Aim of the task.
Only one stretch of the listing below is wanted. Give it again exactly, from the line with "with live byte-streams." through the line with "traffic; open file".

[Start of Attachment]

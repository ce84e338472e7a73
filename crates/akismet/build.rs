// SPDX-FileCopyrightText: 2025 Semiotic Labs
//
// SPDX-License-Identifier: Apache-2.0

//! Records the version of the compiler building this crate for the User-Agent

use std::{env, process::Command};

fn main() {
    println!("cargo:rerun-if-env-changed=RUSTC");

    let rustc = env::var("RUSTC").unwrap_or_else(|_| "rustc".to_string());
    // `rustc 1.89.0 (29483883e 2025-08-04)`
    let version = Command::new(rustc)
        .arg("--version")
        .output()
        .ok()
        .and_then(|output| String::from_utf8(output.stdout).ok())
        .and_then(|line| line.split_whitespace().nth(1).map(str::to_string))
        .unwrap_or_else(|| env::var("CARGO_PKG_RUST_VERSION").unwrap_or_default());

    println!("cargo:rustc-env=AKISMET_RUSTC_VERSION={version}");
}
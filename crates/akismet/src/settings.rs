// SPDX-FileCopyrightText: 2025 Semiotic Labs
//
// SPDX-License-Identifier: Apache-2.0

//! Client settings
//!
//! Transport settings are layered with the `config` crate: serde defaults
//! first, then `AKISMET_`-prefixed variables. Credentials are resolved
//! separately, see [`crate::credentials`].

use std::time::Duration;

use config::{Config, Environment};
use serde::{Deserialize, Deserializer, Serialize, de};

use crate::error::{AkismetError, AkismetResult};

/// Prefix for settings variables, e.g. `AKISMET_TIMEOUT_SECONDS`
pub const SETTINGS_PREFIX: &str = "AKISMET";

const DEFAULT_TIMEOUT_SECONDS: u64 = 10;
const MAX_TIMEOUT_SECONDS: u64 = 300;

/// A request timeout between 1 and 300 seconds
#[derive(Debug, Clone, Copy, PartialEq, Eq, Serialize)]
pub struct TimeoutSeconds(u64);

impl TimeoutSeconds {
    /// Create a new `TimeoutSeconds`, ensuring the value is within bounds
    pub fn new(seconds: u64) -> AkismetResult<Self> {
        if seconds == 0 {
            return Err(AkismetError::config("timeout must be greater than 0"));
        }
        if seconds > MAX_TIMEOUT_SECONDS {
            return Err(AkismetError::config(format!(
                "timeout cannot exceed {MAX_TIMEOUT_SECONDS}"
            )));
        }
        Ok(Self(seconds))
    }

    /// Get the timeout as a duration
    pub fn value(&self) -> Duration {
        Duration::from_secs(self.0)
    }
}

impl Default for TimeoutSeconds {
    fn default() -> Self {
        Self(DEFAULT_TIMEOUT_SECONDS)
    }
}

impl<'de> Deserialize<'de> for TimeoutSeconds {
    fn deserialize<D>(deserializer: D) -> Result<Self, D::Error>
    where
        D: Deserializer<'de>,
    {
        let seconds = u64::deserialize(deserializer)?;
        Self::new(seconds).map_err(|e| de::Error::custom(e.to_string()))
    }
}

/// Settings for the HTTP transport
#[derive(Debug, Clone, Default, PartialEq, Eq, Serialize, Deserialize)]
pub struct ClientSettings {
    /// Per-request timeout
    #[serde(default)]
    pub timeout_seconds: TimeoutSeconds,
    /// Base URL to root every endpoint under, instead of the public service
    #[serde(default)]
    pub service_root: Option<String>,
}

impl ClientSettings {
    /// Load settings from `AKISMET_*` process environment variables
    pub fn load() -> AkismetResult<Self> {
        Self::build(Environment::with_prefix(SETTINGS_PREFIX))
    }

    /// Load settings from the given `AKISMET_*` variables only
    pub fn from_variables<K, V>(variables: impl IntoIterator<Item = (K, V)>) -> AkismetResult<Self>
    where
        K: Into<String>,
        V: Into<String>,
    {
        let variables = variables
            .into_iter()
            .map(|(key, value)| (key.into(), value.into()))
            .collect();

        Self::build(Environment::with_prefix(SETTINGS_PREFIX).source(Some(variables)))
    }

    fn build(environment: Environment) -> AkismetResult<Self> {
        let settings = Config::builder()
            .add_source(environment.try_parsing(true))
            .build()?
            .try_deserialize()?;
        Ok(settings)
    }

    /// Override the request timeout
    #[must_use]
    pub fn with_timeout(mut self, timeout: TimeoutSeconds) -> Self {
        self.timeout_seconds = timeout;
        self
    }

    /// Root every endpoint under `base`
    #[must_use]
    pub fn with_service_root(mut self, base: impl Into<String>) -> Self {
        self.service_root = Some(base.into());
        self
    }
}

#[cfg(test)]
mod tests {
    use super::*;

    #[test]
    fn timeout_validation() {
        assert!(TimeoutSeconds::new(0).is_err());
        assert!(TimeoutSeconds::new(301).is_err());

        assert!(TimeoutSeconds::new(1).is_ok());
        assert!(TimeoutSeconds::new(300).is_ok());
        assert_eq!(TimeoutSeconds::default().value(), Duration::from_secs(10));
    }

    #[test]
    fn defaults_without_variables() {
        let settings = ClientSettings::from_variables(Vec::<(String, String)>::new()).unwrap();
        assert_eq!(settings, ClientSettings::default());
    }

    #[test]
    fn variables_override_defaults() {
        let settings = ClientSettings::from_variables([
            ("AKISMET_TIMEOUT_SECONDS", "25"),
            ("AKISMET_SERVICE_ROOT", "http://127.0.0.1:8080"),
            ("AKISMET_API_KEY", "ignored-here"),
        ])
        .unwrap();

        assert_eq!(settings.timeout_seconds.value(), Duration::from_secs(25));
        assert_eq!(
            settings.service_root.as_deref(),
            Some("http://127.0.0.1:8080")
        );
    }

    #[test]
    fn out_of_range_timeout_rejected() {
        let error = ClientSettings::from_variables([("AKISMET_TIMEOUT_SECONDS", "0")]).unwrap_err();
        assert!(error.is_configuration_error());

        let error =
            ClientSettings::from_variables([("AKISMET_TIMEOUT_SECONDS", "900")]).unwrap_err();
        assert!(error.is_configuration_error());
    }

    #[test]
    fn unprefixed_variables_ignored() {
        let settings = ClientSettings::from_variables([("TIMEOUT_SECONDS", "99")]).unwrap();
        assert_eq!(settings.timeout_seconds, TimeoutSeconds::default());
    }
}
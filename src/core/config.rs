//! Centralized configuration for the file-transfer core.
//!
//! Protocol constants live here so they can be reviewed and adjusted in a
//! single place. Wire namespaces stay next to the stanza DOM in
//! `core::stanza`.

use std::path::PathBuf;

// ── Protocol limits ──────────────────────────────────────────────────────────

/// Largest IBB block size a peer may negotiate, per XEP-0047 practice.
/// A `session-initiate` offering a larger (or zero, or unparsable) value
/// has that content skipped during validation.
pub const MAX_BLOCK_SIZE: u32 = 65535;

// ── Downloads ────────────────────────────────────────────────────────────────

/// Base name used when a peer offers a file whose name sanitises to
/// nothing usable (empty, `.`, `..`, or pure path separators).
pub const FALLBACK_FILE_NAME: &str = "download";

// ── Runtime configuration ────────────────────────────────────────────────────

/// Behavioural switches the embedding client hands to the engine.
#[derive(Debug, Clone, Default)]
pub struct CoreConfig {
    /// Accept every incoming file offer immediately instead of holding the
    /// session until the user calls `accept`/`reject`.
    pub auto_accept: bool,
    /// Write downloads under this directory instead of the platform
    /// downloads directory. Used by tests and headless deployments.
    pub downloads_override: Option<PathBuf>,
}
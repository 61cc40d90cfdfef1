//! Jingle Session Manager (XEP-0166): owns every negotiated session and
//! drives the initiate → accept → transfer → terminate lifecycle.
//!
//! Architecture rule: this module exclusively owns all session, content
//! and file metadata. The byte-stream layer never stores references into
//! it; every cross-component access goes through a transport-sid lookup
//! here, so a removed session can never be observed through a stale
//! handle. Reverse lookup is backed by a secondary index kept coherent
//! with every insertion and removal.

pub mod session;

use crate::core::config::MAX_BLOCK_SIZE;
use crate::core::connection::ClientHandle;
use crate::core::jingle::session::{
    ContentState, Creator, Description, FileInfo, JingleContent, JingleSession, JingleTransport,
    Senders, SessionState, TransportType,
};
use crate::core::stanza::{Stanza, NS_JINGLE, NS_JINGLE_FT5, NS_JINGLE_MESSAGE};
use crate::ui::notify::Notifier;
use anyhow::{bail, Result};
use std::collections::HashMap;
use tracing::{debug, info, warn};

// ── Session Manager ──────────────────────────────────────────────────────────

pub struct SessionManager {
    ctx: ClientHandle,
    notify: Notifier,
    /// Accept offers without waiting for the user (placeholder policy).
    auto_accept: bool,
    /// Live sessions keyed by Jingle sid.
    sessions: HashMap<String, JingleSession>,
    /// transport-sid → (session sid, content name). Transport sids are
    /// unique across all sessions; insertion enforces it.
    transport_index: HashMap<String, (String, String)>,
}
//! FileTransferEngine: sole entry point for the file-transfer core.
//!
//! The embedding client's IQ router hands every inbound IQ and message to
//! this engine; nothing else reaches the Session Manager or the IBB
//! transport directly. The engine also re-establishes the one structural
//! invariant that spans both components: a byte-stream must never outlive
//! the content it was negotiated for, so after any consumed jingle stanza
//! (or a local cancel) orphaned byte-streams are pruned and their file
//! handles closed.
//!
//! Everything runs on the caller's dispatch thread; handlers are
//! synchronous and outbound stanzas leave in the order they were created.

use crate::core::config::CoreConfig;
use crate::core::connection::ClientHandle;
use crate::core::ibb::IbbTransport;
use crate::core::jingle::SessionManager;
use crate::core::stanza::Stanza;
use crate::ui::notify::Notifier;
use crate::utils::downloads::Downloads;
use anyhow::Result;

pub struct FileTransferEngine {
    jingle: SessionManager,
    ibb: IbbTransport,
}

impl FileTransferEngine {
    pub fn new(ctx: ClientHandle, notify: Notifier, config: CoreConfig) -> Self {
        let downloads = Downloads::new(config.downloads_override);
        Self {
            jingle: SessionManager::new(ctx.clone(), notify.clone(), config.auto_accept),
            ibb: IbbTransport::new(ctx, notify, downloads),
        }
    }

    /// Route an inbound IQ. Returns true iff a component consumed it.
    pub fn handle_iq(&mut self, stanza: &Stanza) -> bool {
        if self.jingle.handle_jingle_iq(stanza) {
            // A terminate (peer- or validation-driven) may have removed
            // sessions with live byte-streams.
            self.ibb.prune_orphans(&self.jingle);
            return true;
        }
        self.ibb.handle_ibb(&mut self.jingle, stanza)
    }

    /// Route an inbound message stanza (XEP-0353 call proposals).
    pub fn handle_message(&mut self, stanza: &Stanza) -> bool {
        self.jingle.handle_jingle_message(stanza)
    }

    /// User command surface: accept a pending file offer.
    pub fn accept(&mut self, sid: &str) -> Result<()> {
        self.jingle.accept(sid)
    }

    /// User command surface: decline a pending offer or cancel a running
    /// session, tearing down any byte-stream it still owns.
    pub fn reject(&mut self, sid: &str) -> Result<()> {
        self.jingle.reject(sid)?;
        self.ibb.prune_orphans(&self.jingle);
        Ok(())
    }

    /// Drop all state in both components. No wire traffic; open file
    /// handles are closed.
    pub fn shutdown(&mut self) {
        self.ibb.shutdown();
        self.jingle.shutdown();
    }

    pub fn session_count(&self) -> usize {
        self.jingle.session_count()
    }

    pub fn ibb_session_count(&self) -> usize {
        self.ibb.session_count()
    }
}
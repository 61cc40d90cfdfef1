//! Receiver-side Jingle file transfer for XMPP clients.
//!
//! Implements the XEP-0166 session-negotiation state machine profiled
//! for file transfer (XEP-0234) together with the In-Band Bytestream
//! transport (XEP-0047) that carries the payload over the signalling
//! channel.
//!
//! The embedding client supplies the seams: it parses XML off the stream
//! into [`Stanza`] trees and hands IQs/messages to the
//! [`FileTransferEngine`], drains outbound stanzas from the wire channel
//! behind [`ClientHandle`], and renders the notifications pushed through
//! [`ui::notify`]. Everything in between (session tables, content
//! validation, ordered frame handling, file writing and teardown) lives
//! here and runs synchronously on the client's dispatch thread.

pub mod core;
pub mod ui;
pub mod utils;

pub use crate::core::config::CoreConfig;
pub use crate::core::connection::ClientHandle;
pub use crate::core::engine::FileTransferEngine;
pub use crate::core::stanza::Stanza;
pub use crate::ui::notify::{Notification, Notifier, NotifyLevel};
//! Connection context: local identity and the outbound wire.
//!
//! The embedding client owns the actual XMPP stream. The core sees it as
//! a cloneable handle carrying the local bare JID, a stanza-id generator,
//! and an unbounded channel the client drains onto the wire. Sending is
//! synchronous and never blocks, which keeps every handler invocation a
//! single uninterrupted unit on the dispatch thread.

use crate::core::stanza::Stanza;
use tokio::sync::mpsc::UnboundedSender;
use uuid::Uuid;

#[derive(Clone)]
pub struct ClientHandle {
    bare_jid: String,
    wire: UnboundedSender<Stanza>,
}

impl ClientHandle {
    pub fn new(bare_jid: impl Into<String>, wire: UnboundedSender<Stanza>) -> Self {
        Self {
            bare_jid: bare_jid.into(),
            wire,
        }
    }

    /// Local bare JID, used as `responder` on session-accept.
    pub fn bare_jid(&self) -> &str {
        &self.bare_jid
    }

    /// Fresh stanza id for an outbound IQ.
    pub fn next_id(&self) -> String {
        Uuid::new_v4().to_string()
    }

    /// Queue a stanza for the wire. A closed receiver means the client is
    /// shutting down; the stanza is dropped.
    pub fn send(&self, stanza: Stanza) {
        let _ = self.wire.send(stanza);
    }

    /// Acknowledge a received IQ with an empty `result`.
    pub fn send_ack(&self, id: &str, to: &str) {
        self.send(Stanza::iq_result(id, to));
    }

    /// Answer a received IQ with a stanza error.
    pub fn send_error(&self, id: &str, to: &str, error_type: &str, condition: &str) {
        self.send(Stanza::iq_error(id, to, error_type, condition));
    }
}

[End of Attachment]

Response to this task.
            // sessions with live byte-streams.
            self.ibb.prune_orphans(&self.jingle);
            return true;
        }
        self.ibb.handle_ibb(&mut self.jingle, stanza)
    }

    /// Route an inbound message stanza (XEP-0353 call proposals).
    pub fn handle_message(&mut self, stanza: &Stanza) -> bool {
        self.jingle.handle_jingle_message(stanza)
    }

    /// User command surface: accept a pending file offer.
    pub fn accept(&mut self, sid: &str) -> Result<()> {
        self.jingle.accept(sid)
    }

    /// User command surface: decline a pending offer or cancel a running
    /// session, tearing down any byte-stream it still owns.
    pub fn reject(&mut self, sid: &str) -> Result<()> {
        self.jingle.reject(sid)?;
        self.ibb.prune_orphans(&self.jingle);
        Ok(())
    }

    /// Drop all state in both components. No wire traffic; open file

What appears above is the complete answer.